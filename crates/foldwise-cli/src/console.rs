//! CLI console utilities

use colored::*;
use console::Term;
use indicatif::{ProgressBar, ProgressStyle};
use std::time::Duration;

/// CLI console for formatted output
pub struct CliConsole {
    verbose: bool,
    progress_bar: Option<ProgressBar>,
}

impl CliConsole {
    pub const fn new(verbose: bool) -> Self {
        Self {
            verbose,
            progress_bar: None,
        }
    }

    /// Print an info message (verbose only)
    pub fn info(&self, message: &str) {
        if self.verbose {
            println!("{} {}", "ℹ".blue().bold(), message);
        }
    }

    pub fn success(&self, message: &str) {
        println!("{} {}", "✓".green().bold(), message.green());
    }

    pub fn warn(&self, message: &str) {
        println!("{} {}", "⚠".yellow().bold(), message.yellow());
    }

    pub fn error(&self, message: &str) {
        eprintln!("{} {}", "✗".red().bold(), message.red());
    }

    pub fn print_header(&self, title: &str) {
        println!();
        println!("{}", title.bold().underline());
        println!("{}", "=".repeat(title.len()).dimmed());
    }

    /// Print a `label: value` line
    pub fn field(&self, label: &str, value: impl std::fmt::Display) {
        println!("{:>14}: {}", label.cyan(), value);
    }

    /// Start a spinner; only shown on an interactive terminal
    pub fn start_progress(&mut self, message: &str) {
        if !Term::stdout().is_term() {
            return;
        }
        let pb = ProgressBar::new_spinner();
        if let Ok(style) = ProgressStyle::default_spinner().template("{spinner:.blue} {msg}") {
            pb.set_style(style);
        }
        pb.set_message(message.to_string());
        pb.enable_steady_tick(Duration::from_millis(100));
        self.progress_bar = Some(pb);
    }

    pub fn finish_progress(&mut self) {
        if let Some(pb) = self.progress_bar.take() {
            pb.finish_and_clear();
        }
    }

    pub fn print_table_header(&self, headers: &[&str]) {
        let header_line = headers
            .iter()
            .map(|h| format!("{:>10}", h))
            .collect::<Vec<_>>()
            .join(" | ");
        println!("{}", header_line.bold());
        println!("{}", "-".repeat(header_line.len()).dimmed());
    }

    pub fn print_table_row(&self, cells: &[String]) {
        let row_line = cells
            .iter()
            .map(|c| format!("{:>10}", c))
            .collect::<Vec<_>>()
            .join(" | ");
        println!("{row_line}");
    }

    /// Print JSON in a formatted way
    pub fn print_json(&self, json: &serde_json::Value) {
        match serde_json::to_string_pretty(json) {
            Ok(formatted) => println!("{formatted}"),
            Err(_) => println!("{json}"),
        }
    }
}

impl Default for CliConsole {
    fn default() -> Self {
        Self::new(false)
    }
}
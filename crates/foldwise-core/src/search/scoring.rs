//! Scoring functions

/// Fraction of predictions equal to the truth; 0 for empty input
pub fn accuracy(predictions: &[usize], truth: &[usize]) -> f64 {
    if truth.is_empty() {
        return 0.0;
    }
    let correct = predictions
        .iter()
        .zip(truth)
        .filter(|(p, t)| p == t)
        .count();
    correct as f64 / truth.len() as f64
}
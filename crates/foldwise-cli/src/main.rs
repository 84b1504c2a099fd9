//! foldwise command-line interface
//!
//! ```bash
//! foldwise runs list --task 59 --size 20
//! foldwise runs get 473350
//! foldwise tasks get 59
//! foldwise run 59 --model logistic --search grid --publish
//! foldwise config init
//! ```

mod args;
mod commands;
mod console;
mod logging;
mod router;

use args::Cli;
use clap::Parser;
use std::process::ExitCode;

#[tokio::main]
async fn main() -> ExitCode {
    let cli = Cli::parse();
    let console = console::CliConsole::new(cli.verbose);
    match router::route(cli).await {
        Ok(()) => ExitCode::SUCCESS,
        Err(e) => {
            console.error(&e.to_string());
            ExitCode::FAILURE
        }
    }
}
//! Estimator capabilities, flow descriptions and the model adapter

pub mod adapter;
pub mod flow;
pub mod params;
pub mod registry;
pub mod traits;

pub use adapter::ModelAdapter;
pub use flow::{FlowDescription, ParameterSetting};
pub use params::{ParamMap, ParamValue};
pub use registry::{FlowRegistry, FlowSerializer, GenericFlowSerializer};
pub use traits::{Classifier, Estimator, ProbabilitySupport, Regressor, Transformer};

==============================

What the exercise asks – What is needed here is an exact copy of all the entries.

Your response –
filename crates/foldwise-cli/src/console.rs
//! CLI console utilities

use colored::*;
use console::Term;
use indicatif::{ProgressBar, ProgressStyle};
use std::time::Duration;

/// CLI console for formatted output
pub struct CliConsole {
    verbose: bool,
    progress_bar: Option<ProgressBar>,
}

impl CliConsole {
    pub const fn new(verbose: bool) -> Self {
        Self {
            verbose,
            progress_bar: None,
        }
    }

    /// Print an info message (verbose only)
    pub fn info(&self, message: &str) {
        if self.verbose {
            println!("{} {}", "ℹ".blue().bold(), message);
        }
    }

    pub fn success(&self, message: &str) {
        println!("{} {}", "✓".green().bold(), message.green());
    }

    pub fn warn(&self, message: &str) {
        println!("{} {}", "⚠".yellow().bold(), message.yellow());
    }

    pub fn error(&self, message: &str) {
        eprintln!("{} {}", "✗".red().bold(), message.red());
    }

    pub fn print_header(&self, title: &str) {
        println!();
        println!("{}", title.bold().underline());
        println!("{}", "=".repeat(title.len()).dimmed());
    }

    /// Print a `label: value` line
    pub fn field(&self, label: &str, value: impl std::fmt::Display) {
        println!("{:>14}: {}", label.cyan(), value);
    }

    /// Start a spinner; only shown on an interactive terminal
    pub fn start_progress(&mut self, message: &str) {
        if !Term::stdout().is_term() {
            return;
        }
        let pb = ProgressBar::new_spinner();
        if let Ok(style) = ProgressStyle::default_spinner().template("{spinner:.blue} {msg}") {
            pb.set_style(style);
        }
        pb.set_message(message.to_string());
        pb.enable_steady_tick(Duration::from_millis(100));
        self.progress_bar = Some(pb);
    }

    pub fn finish_progress(&mut self) {
        if let Some(pb) = self.progress_bar.take() {
            pb.finish_and_clear();
        }
    }

    pub fn print_table_header(&self, headers: &[&str]) {
        let header_line = headers
            .iter()
            .map(|h| format!("{:>10}", h))
            .collect::<Vec<_>>()
            .join(" | ");
        println!("{}", header_line.bold());
        println!("{}", "-".repeat(header_line.len()).dimmed());
    }

    pub fn print_table_row(&self, cells: &[String]) {
        let row_line = cells
            .iter()
            .map(|c| format!("{:>10}", c))
            .collect::<Vec<_>>()
            .join(" | ");
        println!("{row_line}");
    }

    /// Print JSON in a formatted way
    pub fn print_json(&self, json: &serde_json::Value) {
        match serde_json::to_string_pretty(json) {
            Ok(formatted) => println!("{formatted}"),
            Err(_) => println!("{json}"),
        }
    }
}

impl Default for CliConsole {
    fn default() -> Self {
        Self::new(false)
    }
}
filename crates/foldwise-core/src/search/scoring.rs
//! Scoring functions

/// Fraction of predictions equal to the truth; 0 for empty input
pub fn accuracy(predictions: &[usize], truth: &[usize]) -> f64 {
    if truth.is_empty() {
        return 0.0;
    }
    let correct = predictions
        .iter()
        .zip(truth)
        .filter(|(p, t)| p == t)
        .count();
    correct as f64 / truth.len() as f64
}
filename crates/foldwise-cli/src/main.rs
repository 84b1504c2a099fd9
//! foldwise command-line interface
//!
//! ```bash
//! foldwise runs list --task 59 --size 20
//! foldwise runs get 473350
//! foldwise tasks get 59
//! foldwise run 59 --model logistic --search grid --publish
//! foldwise config init
//! ```

mod args;
mod commands;
mod console;
mod logging;
mod router;

use args::Cli;
use clap::Parser;
use std::process::ExitCode;

#[tokio::main]
async fn main() -> ExitCode {
    let cli = Cli::parse();
    let console = console::CliConsole::new(cli.verbose);
    match router::route(cli).await {
        Ok(()) => ExitCode::SUCCESS,
        Err(e) => {
            console.error(&e.to_string());
            ExitCode::FAILURE
        }
    }
}
//! Estimator capabilities, flow descriptions and the model adapter

pub mod adapter;
pub mod flow;
pub mod params;
pub mod registry;
pub mod traits;

pub use adapter::ModelAdapter;
pub use flow::{FlowDescription, ParameterSetting};
pub use params::{ParamMap, ParamValue};
pub use registry::{FlowRegistry, FlowSerializer, GenericFlowSerializer};
pub use traits::{Classifier, Estimator, ProbabilitySupport, Regressor, Transformer};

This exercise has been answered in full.